The second is when responsibility for the day to day upkeep of the hall falls on the shoulders of a single individual. They start out generous, altruistic, passionate, but soon the resentment creeps in, the martyrdom, the if-only-they-knew-what-it-takes mumbled under the breath as they push a broom round after the Knit & Natter group. No one has deliberately made this happen but one person has somehow ended up doing everything. They are Atlas struggling beneath the weight of the heavens. “What great work you’re doing!” “Oh what would we do without you!” the other committee members chime in unison once a year when the accounts are presented. And before you can say “point of order” there’s suddenly only one person in the world that knows what kind of lightbulbs go in the Gents and where the spare mop heads are kept. And pity the poor fool who hires that hall for choir rehearsal and accidentally stacks the coffee cups in the wrong cupboard. Everyone has a breaking point.

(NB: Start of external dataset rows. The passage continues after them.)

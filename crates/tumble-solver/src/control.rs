//! Control input and move forces.
//!
//! Input is a 2-D move vector expressed in camera axes. The axes depend on
//! camera yaw/pitch and the gravity frame; they are cached in [`MoveAxes`]
//! and recomputed after an explicit [`MoveAxes::invalidate`].

use glam::{DQuat, DVec2, DVec3};
use serde::{Deserialize, Serialize};
use tumble_types::constants::DIAGONAL_MOVE_BOOST;

use crate::config::BodyConfig;
use crate::profile::ProfileTuning;
use crate::state::BodyState;

/// Player intent for one tick.
#[derive(Debug, Clone, Copy, PartialEq, Default, Serialize, Deserialize)]
pub struct ControlInput {
    /// Sideways input in `[-1, 1]`.
    pub move_x: f64,
    /// Forward input in `[-1, 1]`.
    pub move_y: f64,
    pub jump: bool,
    /// Camera yaw (radians).
    pub yaw: f64,
    /// Camera pitch (radians).
    pub pitch: f64,
}

impl ControlInput {
    pub fn idle() -> Self {
        Self::default()
    }

    pub fn forward(amount: f64) -> Self {
        Self {
            move_y: amount,
            ..Self::default()
        }
    }

    #[inline]
    pub fn move_vector(&self) -> DVec2 {
        DVec2::new(self.move_x, self.move_y)
    }
}

/// Camera-relative movement axes, cached per tick.
#[derive(Debug, Clone, Copy, PartialEq, Default)]
pub struct MoveAxes {
    side: DVec3,
    motion: DVec3,
    up: DVec3,
    valid: bool,
}

impl MoveAxes {
    pub fn new() -> Self {
        Self::default()
    }

    /// Forces recomputation on the next [`MoveAxes::get`].
    pub fn invalidate(&mut self) {
        self.valid = false;
    }

    pub fn is_valid(&self) -> bool {
        self.valid
    }

    /// Returns `(side, motion, up)`, computing them if the cache is stale.
    pub fn get(&mut self, yaw: f64, pitch: f64, gravity_dir: DVec3) -> (DVec3, DVec3, DVec3) {
        if !self.valid {
            let up = -gravity_dir;
            let frame = DQuat::from_rotation_arc(DVec3::Z, up);
            let camera = frame * DQuat::from_rotation_z(yaw) * DQuat::from_rotation_x(pitch);
            let look = camera * DVec3::Y;
            let side = look
                .cross(up)
                .try_normalize()
                .unwrap_or_else(|| camera * DVec3::X);
            self.side = side;
            self.motion = up.cross(side);
            self.up = up;
            self.valid = true;
        }
        (self.side, self.motion, self.up)
    }
}

/// Output of [`compute_move_forces`].
#[derive(Debug, Clone, Copy, PartialEq)]
pub struct MoveForces {
    /// Angular acceleration requested by input.
    pub a_control: DVec3,
    /// Angular velocity that would roll at the requested speed.
    pub desired_omega: DVec3,
    /// No move input this tick.
    pub is_centered: bool,
}

/// Converts move input into a desired roll and a clipped angular acceleration.
///
/// Pushing in a direction never asks to roll slower along it than the body
/// already does.
pub fn compute_move_forces(
    body: &BodyState,
    config: &BodyConfig,
    tuning: &ProfileTuning,
    input: &ControlInput,
    axes: &mut MoveAxes,
) -> MoveForces {
    let up = -body.gravity_dir;
    let r = up * body.radius;
    let roll_velocity = body.omega.cross(r);

    let (side, motion, _) = axes.get(input.yaw, input.pitch, body.gravity_dir);
    let current = DVec2::new(side.dot(roll_velocity), motion.dot(roll_velocity));

    let mut mv = if body.mode.out_of_bounds {
        DVec2::ZERO
    } else {
        input.move_vector()
    };
    if tuning.diagonal_boost {
        mv *= DIAGONAL_MOVE_BOOST;
        if mv.length() > 1.0 {
            mv = mv.normalize();
        }
    }

    let mut desired = mv * config.max_roll_velocity;
    if desired == DVec2::ZERO {
        return MoveForces {
            a_control: DVec3::ZERO,
            desired_omega: DVec3::ZERO,
            is_centered: true,
        };
    }

    if (current.y > desired.y && desired.y > 0.0) || (current.y < desired.y && desired.y < 0.0) {
        desired.y = current.y;
    }
    if (current.x > desired.x && desired.x > 0.0) || (current.x < desired.x && desired.x < 0.0) {
        desired.x = current.x;
    }

    let new_motion = side * desired.x + motion * desired.y;
    let desired_omega = r.cross(new_motion) / r.length_squared();

    let mut a_control = desired_omega - body.omega;
    let magnitude = a_control.length();
    if magnitude > config.angular_acceleration {
        a_control *= config.angular_acceleration / magnitude;
    }

    MoveForces {
        a_control,
        desired_omega,
        is_centered: false,
    }
}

But it’s easy for creative freelancers like me to sneer. We swoop in with big temporary ideas, swathe the place in fairy lights, tick the outreach box in our funding applications and bask in the glow of our own relevance before leaving someone else to stack the chairs. The committees may be justified in their belief that no one appreciates them, that disgruntled caretaker may be entitled to their resentment. Apathy creeps in like mould, it’s hard to pinpoint the exact moment things start to turn bad. But the ultimate effect is the same: the wider community do not feel they belong in their local hall, they believe the hall is not for them.
If artists and event organisers really want to do justice to these community spaces we have to do more than just put on gigs and organise the odd fundraiser. We have to join the committees, attend the AGMs, volunteer to make the teas, bake the odd cake. If artists truly believe in community then they cannot be above the day to day stuff; we have to be on both sides of the microphone, both sides of the curtain, both sides of the cake table.
We can’t just make art, we have to know what day the bins go out as well.